原則として、保証債務は債務控除の対象にはなりません。(ただし例外により、債務者が返済不能の状況にある場合、一部に限り控除が認められることがあります)

相続人が負担すべき債務

相続財産の管理費用

財産目録などにかかる費用

遺言執行にかかる費用

戸籍謄本など書類の取得にかかった費用

相続で不動産を取得した場合の登録免許税等

相続財産の登記で依頼した司法書士費用

遺産分割などの交渉で依頼した弁護士費用

相続税の申告で依頼した税理士費用

債務控除ができる人

債務控除ができる対象者は、相続人包括受遺者です。

相続人と包括受遺者は被相続人の財産について一切の権利だけではなく義務も承継しなければならないことから、債務控除を受けることが認められています。

一方で特定遺贈で権利のみ承継できる特定受遺者には、債務控除は認められていません。

被相続人が遺言で遺贈する特定の財産をあらかじめ指定されており、マイナスの財産を含めそれ以外の財産は承継しないため、債務控除は適用されません。

また、相続放棄した人や相続の権利を失った失権者も、被相続人の財産について一切の権利義務を承継しないため、債務控除が認められていません。

ただし、葬儀費用に関しては、実際に葬儀費用を負担した場合、その内容によって控除が認められています。

 

まとめ

相続税の計算における債務控除について解説いたしました。

相続税の申告時には、プラスの相続財産と同じく債務控除の対象となるマイナスの相続財産についても確認をおこなうことが必要となります。

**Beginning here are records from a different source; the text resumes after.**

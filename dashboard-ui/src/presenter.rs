//! Shared error presentation

use std::sync::{Mutex, PoisonError};

use shared::error::AppError;

/// Receives errors that should be shown to the user
pub trait ErrorPresenter: Send + Sync {
    fn present(&self, error: AppError);
}

/// Modal dialog holding the most recent error until dismissed
#[derive(Debug, Default)]
pub struct ErrorModal {
    current: Mutex<Option<AppError>>,
}

impl ErrorModal {
    pub fn new() -> Self {
        Self::default()
    }

    pub fn is_open(&self) -> bool {
        self.current().is_some()
    }

    pub fn current(&self) -> Option<AppError> {
        self.current
            .lock()
            .unwrap_or_else(PoisonError::into_inner)
            .clone()
    }

    /// Close the dialog, returning what it showed
    pub fn dismiss(&self) -> Option<AppError> {
        self.current
            .lock()
            .unwrap_or_else(PoisonError::into_inner)
            .take()
    }
}

impl ErrorPresenter for ErrorModal {
    fn present(&self, error: AppError) {
        tracing::debug!(code = %error.code, message = %error.message, "Showing error modal");
        *self.current.lock().unwrap_or_else(PoisonError::into_inner) = Some(error);
    }
}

債務を明らかにするためにも負担した費用については書類や領収書等をきっちりと保管しておくことが必要です。また、領収書などの受取りが難しいお布施や心づけについては、日付や金額を記載したメモ等で履歴を残しておくことで、債務控除の対象の実証になります。

債務控除は、相続税の計算で遺産の総額から差し引くことができるため、納める相続税の節税効果にもなります。

債務控除の対象となるものを確認しながら相続税の申告、税額の計算を進めることが大切です。

 

 

相続税の申告では相続税の負担を軽減する制度があります。こうした制度を適用して申告、税金の計算を行うことで相続税の節税効果にもつながります。